Kedua tangan tara sekarang dikalungkan dileher sidukun, mendekap,mencari kekuatan menahan dera kenikmatan yang datang kembali, wajahnya dibenamkan dileher. Ridwan membantu mengganjal leher sigadis dengan lengan kirinya, merangkulnya dengan mesra. Tangan kananya bergerilya kemana-mana. ‘Pak…ohhh…ohh’ kembali Tara mengeluh, saat telapak tangan sidukun tidak lagi melaburi, tetapi ketiga jari, telunjuk tengah dan manis, merambah hutan lebat disekitar gua kewanitaannya. ‘Shhhh…hhhh’ Tara menggeliat ketika jemari itu dengan sengaja memutar klitnya dan sesekali memelintirnya

Ridwan mencermati bahasa tubuh sigadis, ‘yesss doi sudah balik lagi gairahnya’ Dengan semakin bersemangat, ketiga jemari Ridwan melaksanakan ritual dengan penuh disiplin. Menghantarkan kembali tubuh sigadis kealam bawah sadarnya. Tubuh telanjang itu kembali menggelinjang-gelinjang. Tapi sekarang tangan Tara sudah bisa memeluk erat tubuh sidukun, melampiaskan dera nikmatnya. Wajah Tara yang terpejam merapat kewajahnya sambil memeluk mesra, seolah dirinya adalah kekasihnya tercinta, disengajanya jari tengah menelusup agak dalam kegua kewanitaan si gadis, yang membuat matanya berkerenyit menerima sentakan nikmat. Tak sadar sigadis melumat bibirnya mencari penuntasan nafsu. Ditariknya kembali sijari dan ditelusupkannya lagi, beberapa kali. Dirasakannya pinggul sigadis menggeliat menggerakkan liang kewanitaannya mengejar selusupan jemari, ‘Pak ohh..ohh..pak…ohh…’ Tara mulai menceracau

‘Wah kayaknya sudah bisa nich’ Ridwan memutuskan untuk melakukan penetrasi Dengan meningkatkan keahlian jemarinya menggusur mulut dan liang kewanitaan, Ridwan berspekulasi ‘Dik jari saya tidak bisa melaburi kotoran yang didalam’ ‘Pak ohh..pak…ohh ter..ohh.terserah ..hhh bapakhhh’ Susah payah Tara menyahut, pasrah 100%, tidak peduli lagi dengan ritual, dirinya kembali terbuai arus birahi.

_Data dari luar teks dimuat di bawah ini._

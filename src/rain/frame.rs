// frame.rs - Glyphs to paint this frame
//
// Filled by `RainField::tick`, drained by whichever surface paints it.
// Coordinates are logical (CSS) pixels, baseline-anchored like fillText.

#[derive(Clone, Copy, Debug, PartialEq)]
pub struct Glyph {
    pub ch: char,
    pub x: f64,
    pub y: f64,
}

pub struct Frame {
    glyphs: Vec<Glyph>,
}

impl Frame {
    pub fn new() -> Self {
        Self { glyphs: Vec::new() }
    }

    pub fn clear(&mut self) {
        self.glyphs.clear();
    }

    pub fn push(&mut self, glyph: Glyph) {
        self.glyphs.push(glyph);
    }

    pub fn glyphs(&self) -> &[Glyph] {
        &self.glyphs
    }

    pub fn len(&self) -> usize {
        self.glyphs.len()
    }

    pub fn is_empty(&self) -> bool {
        self.glyphs.is_empty()
    }
}

impl Default for Frame {
    fn default() -> Self {
        Self::new()
    }
}
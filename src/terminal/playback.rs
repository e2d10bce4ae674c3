// playback.rs - Scripted typing loop
//
// State machine stepped by deadline. Each step types one more character,
// commits a finished line, or restarts the script after the long pause.
//
//   Typing(l, c) --c <= len--> Typing(l, c+1)         [char delay]
//   Typing(l, c) --c >  len--> LinePause(l+1)         [line delay]
//   LinePause(n) -----------> Typing(n, 0) ...        (steps immediately)
//   Typing(len, _) ---------> SequencePause           [sequence pause]
//   SequencePause ----------> Typing(0, 0) ...        (clears the log)

use crate::config::Pacing;
use crate::rng::Xorshift32;
use crate::schedule::Timer;

pub const SCRIPT: [&str; 8] = [
    "Initializing INTELX v2.7",
    "Loading modules: net, decrypt, scanner",
    "Establishing secure shell... OK",
    "Scanning network: 192.168.0.0/24",
    "Found 7 hosts, starting probe...",
    "Probe complete. Open ports: 22,80,443",
    "Saving report to /var/log/intelx/report-2025-10-17.log",
    "All systems nominal.",
];

/// Lines committed up front so the log is never empty on load
const PRESEED: usize = 2;

#[derive(Clone, Copy, Debug, PartialEq, Eq)]
pub enum Phase {
    Idle,
    /// `ch` is the prefix length shown next; it runs to `len + 1`,
    /// the extra step being the commit
    Typing { line: usize, ch: usize },
    LinePause { next: usize },
    SequencePause,
}

/// Output of one step, applied by the owning terminal
#[derive(Clone, Debug, PartialEq, Eq)]
pub enum Step {
    Live(String),
    Commit(&'static str),
    Restart,
}

pub struct Playback {
    script: &'static [&'static str],
    phase: Phase,
    timer: Timer,
}

impl Playback {
    pub fn new(script: &'static [&'static str]) -> Self {
        Self { script, phase: Phase::Idle, timer: Timer::idle() }
    }

    pub fn phase(&self) -> Phase {
        self.phase
    }

    pub fn due(&self) -> Option<f64> {
        self.timer.due()
    }

    /// Returns the pre-seeded lines and schedules the first step
    pub fn start(&mut self, now: f64, pacing: &Pacing) -> &'static [&'static str] {
        let seeded = PRESEED.min(self.script.len());
        self.phase = Phase::Typing { line: seeded, ch: 0 };
        self.timer.arm(now, pacing.start_delay);
        &self.script[..seeded]
    }

    /// Runs the step if its deadline has passed
    pub fn poll(&mut self, now: f64, pacing: &Pacing, rng: &mut Xorshift32, out: &mut Vec<Step>) {
        if !self.timer.fire(now) {
            return;
        }
        match self.phase {
            Phase::Idle => {}
            Phase::Typing { .. } => self.type_step(now, pacing, rng, out),
            Phase::LinePause { next } => {
                self.phase = Phase::Typing { line: next, ch: 0 };
                self.type_step(now, pacing, rng, out);
            }
            Phase::SequencePause => {
                out.push(Step::Restart);
                self.phase = Phase::Typing { line: 0, ch: 0 };
                self.type_step(now, pacing, rng, out);
            }
        }
    }

    fn type_step(&mut self, now: f64, pacing: &Pacing, rng: &mut Xorshift32, out: &mut Vec<Step>) {
        let Phase::Typing { line, ch } = self.phase else {
            return;
        };

        let Some(&text) = self.script.get(line) else {
            out.push(Step::Live(String::new()));
            self.phase = Phase::SequencePause;
            self.timer.arm(now, pacing.sequence_pause);
            return;
        };

        if ch <= text.chars().count() {
            out.push(Step::Live(text.chars().take(ch).collect()));
            self.phase = Phase::Typing { line, ch: ch + 1 };
            self.timer.arm(now, rng.jitter(pacing.char_base, pacing.char_jitter));
        } else {
            out.push(Step::Commit(text));
            out.push(Step::Live(String::new()));
            self.phase = Phase::LinePause { next: line + 1 };
            self.timer.arm(now, rng.jitter(pacing.line_base, pacing.line_jitter));
        }
    }
}
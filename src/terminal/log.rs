// log.rs - Committed terminal output

/// Download offer appended after `download-report`
#[derive(Clone, Debug, PartialEq, Eq)]
pub struct ReportLink {
    pub filename: String,
    pub text: String,
}

impl ReportLink {
    pub fn label(&self) -> String {
        format!("[Download {}]", self.filename)
    }
}

#[derive(Clone, Debug, PartialEq, Eq)]
pub enum Entry {
    Line(String),
    Link(ReportLink),
}

/// Append-only until cleared wholesale
#[derive(Clone, Debug, Default)]
pub struct OutputLog {
    entries: Vec<Entry>,
}

impl OutputLog {
    pub fn new() -> Self {
        Self::default()
    }

    pub fn push(&mut self, entry: Entry) {
        self.entries.push(entry);
    }

    pub fn clear(&mut self) {
        self.entries.clear();
    }

    pub fn entries(&self) -> &[Entry] {
        &self.entries
    }

    /// Text lines only, links skipped
    pub fn lines(&self) -> impl Iterator<Item = &str> {
        self.entries.iter().filter_map(|e| match e {
            Entry::Line(s) => Some(s.as_str()),
            Entry::Link(_) => None,
        })
    }

    pub fn len(&self) -> usize {
        self.entries.len()
    }

    pub fn is_empty(&self) -> bool {
        self.entries.is_empty()
    }
}
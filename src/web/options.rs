// options.rs - Page-level overrides from `window.intelxFx`
//
// Example:
//   window.intelxFx = { typingSpeed: 40, prompt: "guest@intelx:~$ " };

use js_sys::Reflect;
use tracing::warn;
use wasm_bindgen::JsValue;
use web_sys::Window;

use crate::config::FxConfig;
use crate::error::{FxError, Result};

const GLOBAL: &str = "intelxFx";

/// Defaults with any valid overrides applied. Bad values are logged and skipped.
pub fn load(window: &Window) -> FxConfig {
    let mut cfg = FxConfig::default();
    let Ok(obj) = Reflect::get(window, &JsValue::from_str(GLOBAL)) else {
        return cfg;
    };
    if obj.is_undefined() || obj.is_null() {
        return cfg;
    }

    let p = &mut cfg.pacing;
    let numbers: [(&str, &mut f64); 9] = [
        ("typingSpeed", &mut p.char_base),
        ("typingJitter", &mut p.char_jitter),
        ("linePause", &mut p.line_base),
        ("lineJitter", &mut p.line_jitter),
        ("sequencePause", &mut p.sequence_pause),
        ("startDelay", &mut p.start_delay),
        ("scanDelay", &mut p.scan_base),
        ("scanJitter", &mut p.scan_jitter),
        ("resizeDebounce", &mut cfg.rain.resize_debounce_ms),
    ];
    for (key, slot) in numbers {
        if let Err(err) = read_number(&obj, key, slot) {
            warn!(%err, "ignoring option");
        }
    }
    if let Err(err) = read_string(&obj, "prompt", &mut cfg.prompt) {
        warn!(%err, "ignoring option");
    }
    cfg
}

fn get(obj: &JsValue, key: &str) -> Result<Option<JsValue>> {
    let v = Reflect::get(obj, &JsValue::from_str(key))?;
    Ok((!v.is_undefined() && !v.is_null()).then_some(v))
}

fn read_number(obj: &JsValue, key: &str, slot: &mut f64) -> Result<()> {
    let Some(v) = get(obj, key)? else {
        return Ok(());
    };
    match v.as_f64() {
        Some(n) if n.is_finite() && n >= 0.0 => {
            *slot = n;
            Ok(())
        }
        Some(_) => Err(FxError::option(key, "expected a non-negative number")),
        None => Err(FxError::option(key, "expected a number")),
    }
}

fn read_string(obj: &JsValue, key: &str, slot: &mut String) -> Result<()> {
    let Some(v) = get(obj, key)? else {
        return Ok(());
    };
    *slot = v
        .as_string()
        .ok_or_else(|| FxError::option(key, "expected a string"))?;
    Ok(())
}
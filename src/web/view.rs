// view.rs - Mirrors terminal effects onto the page

use js_sys::Array;
use wasm_bindgen::{JsCast, JsValue};
use web_sys::{Blob, BlobPropertyBag, Document, HtmlAnchorElement, HtmlElement, Url};

use crate::error::Result;
use crate::terminal::{Effect, Entry, ReportLink, WallClock};

const OUTPUT_ID: &str = "terminal-output";
const TYPING_ID: &str = "typing";
const REGION_ID: &str = "terminal";
const BANNER_ID: &str = "home-banner";

const LINK_COLOR: &str = "#7fff7f";

pub struct TerminalView {
    document: Document,
    output: HtmlElement,
    typing: HtmlElement,
    region: Option<HtmlElement>,
    banner: Option<HtmlElement>,
}

impl TerminalView {
    /// Needs both the output log and the live slot, else `None`
    pub fn find(document: &Document) -> Option<Self> {
        let html = |id: &str| {
            document
                .get_element_by_id(id)
                .and_then(|el| el.dyn_into::<HtmlElement>().ok())
        };
        Some(Self {
            document: document.clone(),
            output: html(OUTPUT_ID)?,
            typing: html(TYPING_ID)?,
            region: html(REGION_ID),
            banner: html(BANNER_ID),
        })
    }

    /// The focusable input region, if the page has one
    pub fn region(&self) -> Option<&HtmlElement> {
        self.region.as_ref()
    }

    pub fn region_has_focus(&self) -> bool {
        let Some(region) = &self.region else {
            return false;
        };
        self.document
            .active_element()
            .is_some_and(|active| region.is_same_node(Some(active.as_ref())))
    }

    pub fn apply(&self, effect: &Effect) -> Result<()> {
        match effect {
            Effect::Live(text) => self.typing.set_text_content(Some(text.as_str())),
            Effect::Append(Entry::Line(text)) => {
                let p = self.document.create_element("p")?;
                p.set_text_content(Some(text.as_str()));
                self.output.append_child(&p)?;
                self.scroll_to_end();
            }
            Effect::Append(Entry::Link(link)) => {
                let a = self.download_anchor(link)?;
                self.output.append_child(&a)?;
                self.scroll_to_end();
            }
            Effect::Clear => self.output.set_inner_html(""),
            Effect::RevealBanner => {
                if let Some(banner) = &self.banner {
                    banner.style().set_property("display", "block")?;
                }
            }
        }
        Ok(())
    }

    fn download_anchor(&self, link: &ReportLink) -> Result<HtmlAnchorElement> {
        let parts = Array::of1(&JsValue::from_str(&link.text));
        let opts = BlobPropertyBag::new();
        opts.set_type("text/plain");
        let blob = Blob::new_with_str_sequence_and_options(&parts, &opts)?;
        let url = Url::create_object_url_with_blob(&blob)?;

        let a = self
            .document
            .create_element("a")?
            .dyn_into::<HtmlAnchorElement>()
            .map_err(JsValue::from)?;
        a.set_href(&url);
        a.set_download(&link.filename);
        a.set_text_content(Some(link.label().as_str()));

        let style = a.style();
        style.set_property("color", LINK_COLOR)?;
        style.set_property("display", "inline-block")?;
        style.set_property("margin", "6px 0")?;
        Ok(a)
    }

    fn scroll_to_end(&self) {
        self.output.set_scroll_top(self.output.scroll_height());
    }
}

/// Browser wall clock
pub struct JsClock;

impl WallClock for JsClock {
    fn iso_now(&self) -> String {
        js_sys::Date::new_0().to_iso_string().into()
    }
}
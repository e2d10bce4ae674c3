// rng.rs - Small xorshift32 generator
//
// Shared by the rain field (glyphs, restarts) and the terminal (typing jitter).
// Not cryptographic, not meant to be.

#[derive(Clone, Debug)]
pub struct Xorshift32 {
    state: u32,
}

impl Xorshift32 {
    pub fn new(seed: u32) -> Self {
        // Zero is a fixed point of xorshift
        let state = if seed == 0 { 0xDEADBEEF } else { seed };
        Self { state }
    }

    /// Uniform in [0, 1)
    #[inline(always)]
    pub fn next_f64(&mut self) -> f64 {
        self.state ^= self.state << 13;
        self.state ^= self.state >> 17;
        self.state ^= self.state << 5;
        (self.state >> 8) as f64 * (1.0 / 16777216.0)
    }

    /// `base + r * jitter`, the pacing formula used for every delay
    #[inline]
    pub fn jitter(&mut self, base: f64, jitter: f64) -> f64 {
        base + self.next_f64() * jitter
    }
}

impl Default for Xorshift32 {
    fn default() -> Self {
        Self::new(0xDEADBEEF)
    }
}

#[cfg(test)]
mod tests {
    use super::*;

    #[test]
    fn stays_in_unit_interval() {
        let mut rng = Xorshift32::new(7);
        for _ in 0..10_000 {
            let r = rng.next_f64();
            assert!((0.0..1.0).contains(&r));
        }
    }

    #[test]
    fn zero_seed_is_replaced() {
        let mut a = Xorshift32::new(0);
        let mut b = Xorshift32::default();
        assert_eq!(a.next_f64(), b.next_f64());
    }

    #[test]
    fn jitter_is_bounded() {
        let mut rng = Xorshift32::new(99);
        for _ in 0..1000 {
            let d = rng.jitter(24.0, 80.0);
            assert!((24.0..104.0).contains(&d));
        }
    }
}
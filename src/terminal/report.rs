// report.rs - Fabricated scan results
//
// Hosts are fixed. Only the target and the timestamp vary.

use std::fmt::Write;

struct Host {
    ip: &'static str,
    ports: &'static [u16],
}

const HOSTS: [Host; 3] = [
    Host { ip: "192.168.0.2", ports: &[22, 80] },
    Host { ip: "192.168.0.10", ports: &[80] },
    Host { ip: "192.168.0.15", ports: &[22, 443, 3306] },
];

/// Source of the wall-clock stamp embedded in reports (ISO 8601, UTC)
pub trait WallClock {
    fn iso_now(&self) -> String;
}

/// Always reports the same instant
pub struct FixedClock(pub String);

impl WallClock for FixedClock {
    fn iso_now(&self) -> String {
        self.0.clone()
    }
}

#[derive(Clone, Debug, PartialEq, Eq)]
pub struct ScanReport {
    pub filename: String,
    pub text: String,
    pub summary: String,
}

impl ScanReport {
    pub fn generate(target: &str, generated_at: &str) -> Self {
        let filename = format!("intelx-scan-{}.txt", file_safe(generated_at));

        let mut text = String::new();
        let _ = writeln!(text, "INTELX Scan Report");
        let _ = writeln!(text, "Target: {target}");
        let _ = writeln!(text, "Generated: {generated_at}");
        let _ = writeln!(text);
        let _ = writeln!(text, "Discovered hosts:");
        for host in &HOSTS {
            let ports: Vec<String> = host.ports.iter().map(u16::to_string).collect();
            let _ = writeln!(text, "- {}  open ports: {}", host.ip, ports.join(","));
        }
        let _ = writeln!(text);
        let _ = write!(text, "Summary: {} hosts found.", HOSTS.len());

        Self {
            filename,
            text,
            summary: format!("{} hosts found", HOSTS.len()),
        }
    }
}

/// Colons and periods become hyphens
fn file_safe(stamp: &str) -> String {
    stamp.chars().map(|c| if c == ':' || c == '.' { '-' } else { c }).collect()
}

Dengan sigap Ridwan melepaskan kaus dan celananya, wuihh kalau bisa diukur kecepatannya, barangkali bisa masuk Musium Rekor Indonesia atas kecepatan menelanjangkan diri. Tangan kirinya kembali memeluk leher sigadis, jemari tangannya kembali melakukan pembantaian yang sejenak tertunda di pangkal paha si gadis .

‘Shh …hhh’ hanya kurang dari 7 detik rabaan dikewanitaanya hilang, kerinduan menyesak akan jamahan jemari itu, terpuaskan, lega. Bahkan melipatgandakan intensitas kenikmatan. Seolah memahami kerinduan sigadis, Ridwan semakin sering dan semakin dalam menyelusupkan jemarinya kelubang itu.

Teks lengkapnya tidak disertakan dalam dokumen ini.